[Required action]: Print the data that follows exactly as it stands, from its first line through the line containing "Allocates a buffer", and stop there.

::::

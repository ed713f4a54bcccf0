//! Owned RGBA frame buffers.
//!
//! A [`FrameBuffer`] is a row-major block of 4-channel `f32` pixels whose
//! top-left sample sits at [`Bounds::x1`]/[`Bounds::y1`] in host coordinates.
//! The pipeline uses three of them per call (working image, effect source and
//! blur scratch), all covering the same apron-expanded rectangle.
//!
//! Two addressing modes exist:
//!
//! - **local** `(x, y)` with `0 <= x < width`, used by tight loops
//! - **global** host coordinates through [`FrameBuffer::at`]
//!
//! Indexing is bounds-checked by `debug_assert!` in addition to the slice
//! checks Rust always performs.
//!
//! # Example
//!
//! ```rust
//! use cine_core::{Bounds, FrameBuffer};
//!
//! let mut buf = FrameBuffer::new(Bounds::new(10, 10, 14, 12));
//! buf.set_pixel(0, 0, [1.0, 0.5, 0.25, 1.0]);
//! assert_eq!(buf.at(10, 10), [1.0, 0.5, 0.25, 1.0]);
//! ```

use crate::error::{Error, Result};
use crate::rect::Bounds;

/// Samples per pixel (R, G, B, A).
pub const CHANNELS: usize = 4;

/// RGBA `f32` pixel storage anchored at an origin.
#[derive(Debug, Clone, PartialEq, Default)]
pub struct FrameBuffer {
    bounds: Bounds,
    data: Vec<f32>,
}

impl FrameBuffer {
    /// Allocates a zeroed buffer covering `bounds`.
    pub fn new(bounds: Bounds) -> Self {
        Self {
            bounds,
            data: vec![0.0; bounds.area() * CHANNELS],
        }
    }

    /// Allocates a buffer with every pixel set to `pixel`.
    pub fn filled(bounds: Bounds, pixel: [f32; 4]) -> Self {
        let mut buf = Self::new(bounds);
        buf.fill(pixel);
        buf
    }

    /// Wraps existing interleaved RGBA samples.
    ///
    /// # Errors
    ///
    /// [`Error::InvalidDimensions`] for inverted bounds and
    /// [`Error::DimensionMismatch`] when `data` has the wrong length.
    pub fn from_data(bounds: Bounds, data: Vec<f32>) -> Result<Self> {
        if bounds.x2 < bounds.x1 || bounds.y2 < bounds.y1 {
            return Err(Error::InvalidDimensions(format!("inverted bounds {bounds}")));
        }
        let expected = bounds
            .width()
            .checked_mul(bounds.height())
            .and_then(|n| n.checked_mul(CHANNELS))
            .ok_or_else(|| Error::InvalidDimensions(format!("{bounds} overflows")))?;
        if data.len() != expected {
            return Err(Error::DimensionMismatch { expected, actual: data.len() });
        }
        Ok(Self { bounds, data })
    }

    /// Covered rectangle in host coordinates.
    #[inline]
    pub fn bounds(&self) -> Bounds {
        self.bounds
    }

    /// Width in pixels.
    #[inline]
    pub fn width(&self) -> usize {
        self.bounds.width()
    }

    /// Height in pixels.
    #[inline]
    pub fn height(&self) -> usize {
        self.bounds.height()
    }

    /// Number of pixels.
    #[inline]
    pub fn pixel_count(&self) -> usize {
        self.bounds.area()
    }

    /// Interleaved samples.
    #[inline]
    pub fn data(&self) -> &[f32] {
        &self.data
    }

    /// Mutable interleaved samples.
    #[inline]
    pub fn data_mut(&mut self) -> &mut [f32] {
        &mut self.data
    }

    /// Consumes the buffer, returning its samples.
    pub fn into_data(self) -> Vec<f32> {
        self.data
    }

    /// Sample offset of local pixel `(x, y)`.
    #[inline]
    pub fn index(&self, x: usize, y: usize) -> usize {
        debug_assert!(
            x < self.width() && y < self.height(),
            "local pixel ({x}, {y}) outside {}x{}",
            self.width(),
            self.height()
        );
        (y * self.width() + x) * CHANNELS
    }

    /// Reads local pixel `(x, y)`.
    #[inline]
    pub fn pixel(&self, x: usize, y: usize) -> [f32; 4] {
        let i = self.index(x, y);
        [self.data[i], self.data[i + 1], self.data[i + 2], self.data[i + 3]]
    }

    /// Writes local pixel `(x, y)`.
    #[inline]
    pub fn set_pixel(&mut self, x: usize, y: usize, px: [f32; 4]) {
        let i = self.index(x, y);
        self.data[i..i + CHANNELS].copy_from_slice(&px);
    }

    /// Reads the pixel at host coordinates.
    #[inline]
    pub fn at(&self, x: i32, y: i32) -> [f32; 4] {
        debug_assert!(self.bounds.contains(x, y), "({x}, {y}) outside {}", self.bounds);
        self.pixel((x - self.bounds.x1) as usize, (y - self.bounds.y1) as usize)
    }

    /// Fallible variant of [`FrameBuffer::at`].
    pub fn try_at(&self, x: i32, y: i32) -> Result<[f32; 4]> {
        if !self.bounds.contains(x, y) {
            return Err(Error::OutOfBounds { x, y, bounds: self.bounds.to_string() });
        }
        Ok(self.at(x, y))
    }

    /// Samples of local row `y`.
    #[inline]
    pub fn row(&self, y: usize) -> &[f32] {
        let stride = self.width() * CHANNELS;
        &self.data[y * stride..(y + 1) * stride]
    }

    /// Mutable samples of local row `y`.
    #[inline]
    pub fn row_mut(&mut self, y: usize) -> &mut [f32] {
        let stride = self.width() * CHANNELS;
        &mut self.data[y * stride..(y + 1) * stride]
    }

    /// Iterates pixels as 4-sample chunks.
    pub fn pixels(&self) -> impl Iterator<Item = &[f32]> {
        self.data.chunks_exact(CHANNELS)
    }

    /// Iterates mutable pixels as 4-sample chunks.
    pub fn pixels_mut(&mut self) -> impl Iterator<Item = &mut [f32]> {
        self.data.chunks_exact_mut(CHANNELS)
    }

    /// Sets every pixel to `pixel`.
    pub fn fill(&mut self, pixel: [f32; 4]) {
        for px in self.pixels_mut() {
            px.copy_from_slice(&pixel);
        }
    }

    /// Copies every sample from a buffer of identical bounds.
    pub fn copy_from(&mut self, other: &FrameBuffer) {
        debug_assert_eq!(self.bounds, other.bounds, "copy between mismatched buffers");
        self.data.copy_from_slice(&other.data);
    }

    /// Copies the pixels of `region` into a new buffer.
    ///
    /// `region` must lie inside this buffer.
    pub fn crop(&self, region: Bounds) -> FrameBuffer {
        debug_assert!(self.bounds.contains_bounds(&region), "{region} outside {}", self.bounds);
        let mut out = FrameBuffer::new(region);
        let x0 = (region.x1 - self.bounds.x1) as usize;
        let y0 = (region.y1 - self.bounds.y1) as usize;
        let span = region.width() * CHANNELS;
        for y in 0..region.height() {
            let start = self.index(x0, y0 + y);
            out.row_mut(y).copy_from_slice(&self.data[start..start + span]);
        }
        out
    }
}

#[cfg(test)]
mod tests {
    use super::*;

    #[test]
    fn test_frame_new_zeroed() {
        let buf = FrameBuffer::new(Bounds::new(-2, -2, 2, 1));
        assert_eq!(buf.width(), 4);
        assert_eq!(buf.height(), 3);
        assert_eq!(buf.data().len(), 48);
        assert!(buf.data().iter().all(|&v| v == 0.0));
    }

    #[test]
    fn test_frame_from_data_validates() {
        assert!(FrameBuffer::from_data(Bounds::new(0, 0, 2, 2), vec![0.0; 16]).is_ok());
        assert!(matches!(
            FrameBuffer::from_data(Bounds::new(0, 0, 2, 2), vec![0.0; 15]),
            Err(Error::DimensionMismatch { expected: 16, actual: 15 })
        ));
        assert!(matches!(
            FrameBuffer::from_data(Bounds::new(3, 0, 2, 2), vec![]),
            Err(Error::InvalidDimensions(_))
        ));
    }

    #[test]
    fn test_frame_global_addressing() {
        let mut buf = FrameBuffer::new(Bounds::new(5, 7, 9, 10));
        buf.set_pixel(3, 2, [0.1, 0.2, 0.3, 0.4]);
        assert_eq!(buf.at(8, 9), [0.1, 0.2, 0.3, 0.4]);
        assert!(buf.try_at(9, 9).is_err());
        assert_eq!(buf.try_at(8, 9).ok(), Some([0.1, 0.2, 0.3, 0.4]));
    }

    #[test]
    fn test_frame_rows_and_crop() {
        let mut buf = FrameBuffer::new(Bounds::new(0, 0, 4, 4));
        for y in 0..4 {
            for x in 0..4 {
                buf.set_pixel(x, y, [x as f32, y as f32, 0.0, 1.0]);
            }
        }
        assert_eq!(buf.row(2)[4..8], [1.0, 2.0, 0.0, 1.0]);

        let crop = buf.crop(Bounds::new(1, 2, 3, 4));
        assert_eq!(crop.width(), 2);
        assert_eq!(crop.at(1, 2), [1.0, 2.0, 0.0, 1.0]);
        assert_eq!(crop.at(2, 3), [2.0, 3.0, 0.0, 1.0]);
    }

    #[test]
    fn test_frame_fill_and_copy() {
        let a = FrameBuffer::filled(Bounds::from_size(3, 2), [0.5, 0.5, 0.5, 1.0]);
        let mut b = FrameBuffer::new(Bounds::from_size(3, 2));
        b.copy_from(&a);
        assert_eq!(a, b);
        assert_eq!(b.pixels().count(), 6);
    }
}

::::

[Output of the task]:
repository ed713f4a54bcccf0
//! Owned RGBA frame buffers.
//!
//! A [`FrameBuffer`] is a row-major block of 4-channel `f32` pixels whose
//! top-left sample sits at [`Bounds::x1`]/[`Bounds::y1`] in host coordinates.
//! The pipeline uses three of them per call (working image, effect source and
//! blur scratch), all covering the same apron-expanded rectangle.
//!
//! Two addressing modes exist:
//!
//! - **local** `(x, y)` with `0 <= x < width`, used by tight loops
//! - **global** host coordinates through [`FrameBuffer::at`]
//!
//! Indexing is bounds-checked by `debug_assert!` in addition to the slice
//! checks Rust always performs.
//!
//! # Example
//!
//! ```rust
//! use cine_core::{Bounds, FrameBuffer};
//!
//! let mut buf = FrameBuffer::new(Bounds::new(10, 10, 14, 12));
//! buf.set_pixel(0, 0, [1.0, 0.5, 0.25, 1.0]);
//! assert_eq!(buf.at(10, 10), [1.0, 0.5, 0.25, 1.0]);
//! ```

use crate::error::{Error, Result};
use crate::rect::Bounds;

/// Samples per pixel (R, G, B, A).
pub const CHANNELS: usize = 4;

/// RGBA `f32` pixel storage anchored at an origin.
#[derive(Debug, Clone, PartialEq, Default)]
pub struct FrameBuffer {
    bounds: Bounds,
    data: Vec<f32>,
}

impl FrameBuffer {
    /// Allocates a zeroed buffer covering `bounds`.
    pub fn new(bounds: Bounds) -> Self {
        Self {
            bounds,
            data: vec![0.0; bounds.area() * CHANNELS],
        }
    }

    /// Allocates a buffer with every pixel set to `pixel`.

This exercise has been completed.